Alguns que se incomodam com a existência de quem pensa que é um erro político e eleitoral um governo em regime de frente de esquerda, liderado pelo PS, na modalidade de apoio do BE e do PCP no governo ou de apoio parlamentar post-it, apesar de se dizerem democratas, acham normal invectivar a diferença de opinião e avaliar o socialismo dos outros à luz de inimigos externos, em vez das convicções.
Aliás, tomados pela euforia do momento, explanam a tese de que o centro eleitoral não existe. Que os eleitores moderados que deram tantas vitórias ao PS e possibilitaram as experiências governativas destes protagonistas nunca existiram. Alguns dizem em público o contrário das preocupações que manifestam em privado. Esses eleitores moderados podem contar com a nossa oposição a um erro político que pode ser fatal para o PS: a pasokização que dizem querer evitar.
Para quem nunca fez parte do bloco central dos interesses, da confusão entre a política e os negócios, é fácil manter um compromisso com os eleitores moderados, do centro do bom senso, que prezam a confiança.

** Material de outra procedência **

pub mod cart;
pub mod health;
pub mod metrics;
pub mod sessions;

pub use cart::*;
pub use health::*;
pub use metrics::*;
pub use sessions::*;

use axum::{middleware, routing::get, Router};
use std::sync::Arc;
use std::time::Duration;
use tower_http::{cors::CorsLayer, timeout::TimeoutLayer, trace::TraceLayer};

use crate::observability::{observability_middleware, Metrics};
use crate::services::SessionRegistry;

/// Build the application router
pub fn create_app(
    registry: Arc<SessionRegistry>,
    metrics: Arc<Metrics>,
    request_timeout: Duration,
) -> Router {
    let metrics_for_middleware = metrics.clone();

    Router::new()
        .route("/metrics", get(metrics_handler))
        .with_state(metrics)
        .route("/health/status", get(health_check))
        .with_state(registry.clone())
        .merge(create_session_router(registry.clone()))
        .merge(create_cart_router(registry))
        .layer(TimeoutLayer::new(request_timeout))
        .layer(CorsLayer::permissive())
        .layer(TraceLayer::new_for_http())
        .layer(middleware::from_fn(move |req, next| {
            observability_middleware(metrics_for_middleware.clone(), req, next)
        }))
}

Outros, acomodados às designadas novas realidades da convergência das esquerdas, acreditam que, depois de apear a direita do poder, ao jeito da coligação negativa de 2011, é possível engendrar um acordo de governo das esquerdas para quatro anos e contar com o PSD e com o CDS nas questões da União Europeia, da união monetária e da NATO. É como se uns ficassem com o bife do lombo e outros com os ossos para roer. Isto depois de quatro anos em que o osso da austeridade custe o que custar foi imposto aos portugueses com resultados trágicos. Daí o voto pela mudança de políticas.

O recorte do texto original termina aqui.